The politics of embarrassment worked
fine in the aftermath of Kargil - painting Pakistan with a war-brush and
charging it for "cross-border terrorism". But with the law of diminishing
returns setting in, it is no longer valid.
'The capacity for heaping embarrassment
on one's adversary is no substitute for policy. Will denigrating Pakistan
resolve the Kashmir issue? Will it put an end to the killings in the Valley?
In life as in diplomacy, there are
occasions which call for a cold look and a stiff manner. When Sartaj Aziz
(then Pakistan foreign minister) visited Delhi at the height of the Kargil
fighting, the visibly icy manner of his counterpart, Jaswant Singh, was
perhaps appropriate to the circumstances.
But iciness and scorn cultivated
endlessly, almost as ends in themselves, are tiresome poses. Apart from
any effect on the audience, they leave even the poseur exhausted. After
Kargil, Indian diplomacy vis-a-vis Pakistan seems entranced with the icy
mode.
But is it working? Pakistan has
broken out of the isolation it attracted as a result of the Musharraf coup.

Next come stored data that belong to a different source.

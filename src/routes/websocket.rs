use axum::{
    Router,
    extract::{State, WebSocketUpgrade},
    response::IntoResponse,
    routing::get,
};

use crate::{services::websocket_service, state::SharedState};

#[utoipa::path(
    get,
    path = "/ws",
    tag = "game",
    responses((status = 101, description = "Switching protocols to WebSocket"))
)]
/// Upgrade the HTTP connection into a game client WebSocket session.
pub async fn ws_handler(
    State(state): State<SharedState>,
    ws: WebSocketUpgrade,
) -> impl IntoResponse {
    ws.on_upgrade(move |socket| websocket_service::handle_socket(state, socket))
}

/// Configure the WebSocket endpoint.
pub fn router() -> Router<SharedState> {
    Router::<SharedState>::new().route("/ws", get(ws_handler))
}
//! Authoritative per-room game state and the operations that mutate it.

use tracing::warn;

use crate::{
    error::RuleViolation,
    state::{
        board::{Orientation, Position, Wall, Walls},
        rules::{valid_pawn_moves, valid_wall_placement},
        state_machine::{GameEvent, GamePhase, GameStateMachine},
    },
};

/// Seat layout and wall budget of a room.
#[derive(Debug, Clone, Copy, PartialEq, Eq, Hash)]
pub enum GameMode {
    /// Two players, ten walls each.
    HeadToHead,
    /// Four players in two teams, five walls each.
    Teams,
}

impl GameMode {
    /// Number of seats a room of this mode holds.
    pub fn max_players(self) -> usize {
        match self {
            GameMode::HeadToHead => 2,
            GameMode::Teams => 4,
        }
    }

    /// Walls each player starts with.
    pub fn starting_walls(self) -> u8 {
        match self {
            GameMode::HeadToHead => 10,
            GameMode::Teams => 5,
        }
    }

    /// Wire label of the mode.
    pub fn label(self) -> &'static str {
        match self {
            GameMode::HeadToHead => "1v1",
            GameMode::Teams => "2v2",
        }
    }

    /// `(team, start, goal_row)` for each seat, in seat order.
    fn seat_layout(self) -> Vec<(Team, Position, u8)> {
        let top = |col| Position { row: 0, col };
        let bottom = |col| Position { row: 8, col };
        match self {
            GameMode::HeadToHead => vec![(Team::Red, top(4), 8), (Team::Blue, bottom(4), 0)],
            GameMode::Teams => vec![
                (Team::Red, top(2), 8),
                (Team::Blue, bottom(2), 0),
                (Team::Red, top(6), 8),
                (Team::Blue, bottom(6), 0),
            ],
        }
    }
}

/// Side a player belongs to. In head-to-head each player is alone on a team.
#[derive(Debug, Clone, Copy, PartialEq, Eq, Hash)]
pub enum Team {
    /// Starts on row 0, heads for row 8.
    Red,
    /// Starts on row 8, heads for row 0.
    Blue,
}

/// Who won a finished game.
///
/// Head-to-head games report the winning seat; team games report the team.
#[derive(Debug, Clone, PartialEq, Eq)]
pub enum WinnerDescriptor {
    /// Winning seat (1-based).
    Seat {
        /// Seat number in `1..=max_players`.
        seat: u8,
    },
    /// Winning team.
    Team {
        /// The team whose pawn reached its goal.
        team: Team,
    },
}

/// A seated player's pawn and wall budget.
#[derive(Debug, Clone, PartialEq, Eq)]
pub struct Player {
    /// Seat number in `1..=max_players`, fixed for the room's lifetime.
    pub seat_id: u8,
    /// Team the player plays for.
    pub team: Team,
    /// Current pawn cell.
    pub pawn_position: Position,
    /// Walls still available to place.
    pub walls_left: u8,
    /// Row the pawn must reach to win.
    pub goal_row: u8,
    /// Display name copied from the seat once the room fills.
    pub display_name: Option<String>,
}

impl Player {
    /// Whether the pawn stands on its goal row.
    pub fn has_reached_goal(&self) -> bool {
        self.pawn_position.row == self.goal_row
    }
}

/// What an accepted pawn move led to.
#[derive(Debug, Clone, PartialEq, Eq)]
pub enum MoveOutcome {
    /// The turn passed to the given seat index.
    TurnPassed(usize),
    /// The moving pawn reached its goal.
    Won(WinnerDescriptor),
}

/// Board, players, and turn pointer for one room.
#[derive(Debug, Clone)]
pub struct GameState {
    mode: GameMode,
    players: Vec<Player>,
    walls: Walls,
    current_player_index: usize,
    machine: GameStateMachine,
}

impl GameState {
    /// Fresh board for `mode`, waiting for its seats to fill.
    pub fn new(mode: GameMode) -> Self {
        let players = mode
            .seat_layout()
            .into_iter()
            .zip(1u8..)
            .map(|((team, start, goal_row), seat_id)| Player {
                seat_id,
                team,
                pawn_position: start,
                walls_left: mode.starting_walls(),
                goal_row,
                display_name: None,
            })
            .collect();

        Self {
            mode,
            players,
            walls: Walls::default(),
            current_player_index: 0,
            machine: GameStateMachine::new(),
        }
    }

    /// Mode the room was created with.
    pub fn mode(&self) -> GameMode {
        self.mode
    }

    /// Players in seat order.
    pub fn players(&self) -> &[Player] {
        &self.players
    }

    /// Placed walls.
    pub fn walls(&self) -> &Walls {
        &self.walls
    }

    /// Seat index whose turn it is.
    pub fn current_player_index(&self) -> usize {
        self.current_player_index
    }

    /// Current lifecycle phase.
    pub fn phase(&self) -> &GamePhase {
        self.machine.phase()
    }

    /// Whether a pawn has reached its goal.
    pub fn is_game_over(&self) -> bool {
        matches!(self.phase(), GamePhase::GameOver(_))
    }

    /// Winner of a finished game.
    pub fn winner(&self) -> Option<&WinnerDescriptor> {
        match self.phase() {
            GamePhase::GameOver(winner) => Some(winner),
            _ => None,
        }
    }

    /// Whether any pawn stands on `position`.
    pub fn is_occupied(&self, position: Position) -> bool {
        self.players
            .iter()
            .any(|player| player.pawn_position == position)
    }

    /// Record the display name of whoever sits in `seat_index`.
    pub fn assign_name(&mut self, seat_index: usize, name: &str) {
        if let Some(player) = self.players.get_mut(seat_index) {
            player.display_name = Some(name.to_owned());
        }
    }

    /// Begin play once every seat is taken. Returns `false` when the game had
    /// already started (a vacated seat being refilled).
    pub fn start(&mut self) -> bool {
        if self.phase() != &GamePhase::WaitingForPlayers {
            return false;
        }
        match self.machine.apply(GameEvent::RoomFilled) {
            Ok(_) => true,
            Err(err) => {
                warn!(error = %err, "failed to start game");
                false
            }
        }
    }

    /// Move the acting seat's pawn to `target`.
    pub fn apply_move(
        &mut self,
        acting_seat: usize,
        target: Position,
    ) -> Result<MoveOutcome, RuleViolation> {
        self.ensure_turn(acting_seat)?;

        let player = &self.players[acting_seat];
        if !valid_pawn_moves(self, player).contains(&target) {
            return Err(RuleViolation::IllegalMove {
                row: target.row,
                col: target.col,
            });
        }

        let player = &mut self.players[acting_seat];
        player.pawn_position = target;

        if player.has_reached_goal() {
            let winner = match self.mode {
                GameMode::HeadToHead => WinnerDescriptor::Seat {
                    seat: player.seat_id,
                },
                GameMode::Teams => WinnerDescriptor::Team { team: player.team },
            };
            self.machine
                .apply(GameEvent::GoalReached(winner.clone()))
                .map_err(|_| RuleViolation::GameOver)?;
            return Ok(MoveOutcome::Won(winner));
        }

        Ok(MoveOutcome::TurnPassed(self.advance_turn()))
    }

    /// Anchor a wall for the acting seat. Wall placement never ends the game.
    pub fn apply_wall(
        &mut self,
        acting_seat: usize,
        orientation: Orientation,
        row: u8,
        col: u8,
    ) -> Result<usize, RuleViolation> {
        self.ensure_turn(acting_seat)?;

        if self.players[acting_seat].walls_left == 0 {
            return Err(RuleViolation::NoWallsLeft);
        }
        if !valid_wall_placement(self, orientation, row, col) {
            return Err(RuleViolation::IllegalWall {
                orientation,
                row,
                col,
            });
        }

        let player = &mut self.players[acting_seat];
        player.walls_left -= 1;
        self.walls.push(Wall {
            orientation,
            row,
            col,
            team: player.team,
        });

        Ok(self.advance_turn())
    }

    fn ensure_turn(&self, acting_seat: usize) -> Result<(), RuleViolation> {
        match self.phase() {
            GamePhase::WaitingForPlayers => return Err(RuleViolation::WaitingForPlayers),
            GamePhase::GameOver(_) => return Err(RuleViolation::GameOver),
            GamePhase::InProgress => {}
        }
        if acting_seat != self.current_player_index {
            return Err(RuleViolation::NotYourTurn {
                expected: self.current_player_index,
                actual: acting_seat,
            });
        }
        Ok(())
    }

    /// Pass the turn to the next seat, disconnected or not.
    fn advance_turn(&mut self) -> usize {
        self.current_player_index = (self.current_player_index + 1) % self.mode.max_players();
        self.current_player_index
    }

    pub(crate) fn walls_and_players_mut(&mut self) -> (&mut Walls, &[Player]) {
        (&mut self.walls, &self.players)
    }

    #[cfg(test)]
    pub(crate) fn players_mut(&mut self) -> &mut [Player] {
        &mut self.players
    }
}
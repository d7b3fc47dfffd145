use axum::Router;
use utoipa::OpenApi;
use utoipa_swagger_ui::SwaggerUi;

use crate::{services::documentation::ApiDoc, state::SharedState};

const SWAGGER_PATH: &str = "/docs";
const OPENAPI_PATH: &str = "/api-doc/openapi.json";

/// Serve the Swagger UI for the lobby routes and the game WebSocket messages.
pub fn router(state: SharedState) -> Router<SharedState> {
    let ui: Router<SharedState> = SwaggerUi::new(SWAGGER_PATH)
        .url(OPENAPI_PATH, ApiDoc::openapi())
        .into();

    ui.with_state(state)
}
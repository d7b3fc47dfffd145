/// OpenAPI documentation generation.
pub mod documentation;
/// Health check service.
pub mod health_service;
/// Room sessions: seating, intent routing, and broadcasts.
pub mod room_service;
/// WebSocket connection and message handling service.
pub mod websocket_service;
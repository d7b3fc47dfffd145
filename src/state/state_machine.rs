use thiserror::Error;

use crate::state::game::WinnerDescriptor;

/// Lifecycle phases of a single room's game.
#[derive(Debug, Clone, PartialEq, Eq)]
pub enum GamePhase {
    /// Seats are still being filled; no move or wall is accepted.
    WaitingForPlayers,
    /// Every seat has been filled at least once and turns are being played.
    InProgress,
    /// A pawn reached its goal row. Terminal.
    GameOver(WinnerDescriptor),
}

/// Events that drive the phase machine.
#[derive(Debug, Clone, PartialEq, Eq)]
pub enum GameEvent {
    /// The room reached its seat capacity for the first time.
    RoomFilled,
    /// A pawn landed on its own goal row.
    GoalReached(WinnerDescriptor),
}

/// Error returned when attempting to apply an invalid transition.
#[derive(Debug, Clone, PartialEq, Eq, Error)]
#[error("invalid transition: {event:?} cannot be applied while in {from:?}")]
pub struct InvalidTransition {
    /// The phase the state machine was in when the invalid event was received.
    pub from: GamePhase,
    /// The event that cannot be applied from this phase.
    pub event: GameEvent,
}

/// Phase tracker for one room. There is no way back out of [`GamePhase::GameOver`];
/// playing again means creating a new room.
#[derive(Debug, Clone)]
pub struct GameStateMachine {
    phase: GamePhase,
}

impl Default for GameStateMachine {
    fn default() -> Self {
        Self {
            phase: GamePhase::WaitingForPlayers,
        }
    }
}

impl GameStateMachine {
    /// Create a new state machine waiting for its seats to fill.
    pub fn new() -> Self {
        Self::default()
    }

    /// Inspect the current phase.
    pub fn phase(&self) -> &GamePhase {
        &self.phase
    }

    /// Apply `event`, returning the new phase.
    pub fn apply(&mut self, event: GameEvent) -> Result<&GamePhase, InvalidTransition> {
        self.phase = self.compute_transition(event)?;
        Ok(&self.phase)
    }

    fn compute_transition(&self, event: GameEvent) -> Result<GamePhase, InvalidTransition> {
        let next = match (&self.phase, event) {
            (GamePhase::WaitingForPlayers, GameEvent::RoomFilled) => GamePhase::InProgress,
            (GamePhase::InProgress, GameEvent::GoalReached(winner)) => GamePhase::GameOver(winner),
            (from, event) => {
                return Err(InvalidTransition {
                    from: from.clone(),
                    event,
                });
            }
        };

        Ok(next)
    }
}

#[cfg(test)]
mod tests {
    use super::*;
    use crate::state::game::Team;

    #[test]
    fn initial_state_is_waiting() {
        let sm = GameStateMachine::new();
        assert_eq!(sm.phase(), &GamePhase::WaitingForPlayers);
    }

    #[test]
    fn full_happy_path_through_game() {
        let mut sm = GameStateMachine::new();
        assert_eq!(sm.apply(GameEvent::RoomFilled), Ok(&GamePhase::InProgress));

        let winner = WinnerDescriptor::Team { team: Team::Blue };
        assert_eq!(
            sm.apply(GameEvent::GoalReached(winner.clone())),
            Ok(&GamePhase::GameOver(winner))
        );
    }

    #[test]
    fn goal_before_start_is_invalid() {
        let mut sm = GameStateMachine::new();
        let event = GameEvent::GoalReached(WinnerDescriptor::Seat { seat: 1 });
        let err = sm.apply(event.clone()).unwrap_err();
        assert_eq!(err.from, GamePhase::WaitingForPlayers);
        assert_eq!(err.event, event);
        assert_eq!(sm.phase(), &GamePhase::WaitingForPlayers);
    }

    #[test]
    fn game_over_is_terminal() {
        let mut sm = GameStateMachine::new();
        sm.apply(GameEvent::RoomFilled).unwrap();
        sm.apply(GameEvent::GoalReached(WinnerDescriptor::Seat { seat: 2 }))
            .unwrap();

        assert!(sm.apply(GameEvent::RoomFilled).is_err());
        assert!(
            sm.apply(GameEvent::GoalReached(WinnerDescriptor::Seat { seat: 1 }))
                .is_err()
        );
        assert_eq!(
            sm.phase(),
            &GamePhase::GameOver(WinnerDescriptor::Seat { seat: 2 })
        );
    }
}
//! Library crate for quoridor-back, exposing modules for binaries and integration tests.

/// Runtime configuration.
pub mod config;
/// Wire types for the WebSocket and HTTP surfaces.
pub mod dto;
/// Error taxonomy.
pub mod error;
/// HTTP and WebSocket routes.
pub mod routes;
/// Operations behind the routes.
pub mod services;
/// Authoritative in-memory state.
pub mod state;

The IMF is doing business with it.
Other donors are overcoming their reluctance to deal with it. General Musharraf
is more relaxed in office, more at ease with his foreign interlocutors.
The army is with him.
The politicians are still grappling
with the ghosts of the past. Clinton with his India-bias is no more in
the White House.
Even as militancy rages in Kashmir
(which is India's loss not Pakistan's), "cross-border terrorism" has lost
its sting as an emotive issue. This is one sign of Pakistan's success in
putting across its peace credentials.
Another is the criticism that Musharraf
is drawing at home for making too many unrequited offers of talks to India.
To what avail then the icy mode?
India says it will have no truck
with Pakistan as long as conditions are not right. This is a bit like the
Israeli stance that the intifada must end before it will talk peace with
the Palestinians. If the intifada ends in Kashmir what is there left to
talk about?
There is a sentiment for peace in
both countries which is frayed each time Indian policy-makers duck behind
the parapets. There are also powerful rejectionist elements which gather
strength each time a negative move is made.
Should the two leaders be making
a pitch for peace or should they remain entrapped in belligerence? Hostility
comes more easily to them because they have lived with it for so long.
"Institutional cussedness", a phrase I have culled from an Indian newspaper,
describes this state of mind best.
Imaginative steps that could chart
a fresh course represent the more difficult option. Musharraf has repeatedly
held out an olive branch. What is preventing Vajpayee from seizing it and
inviting him over?
Any meeting between the two would
only be tinsel and protocol and the restating of old positions. But doesn't
India want precisely this, the triumph of style over substance, quotations
from Ghalib over any substantive talks on Kashmir?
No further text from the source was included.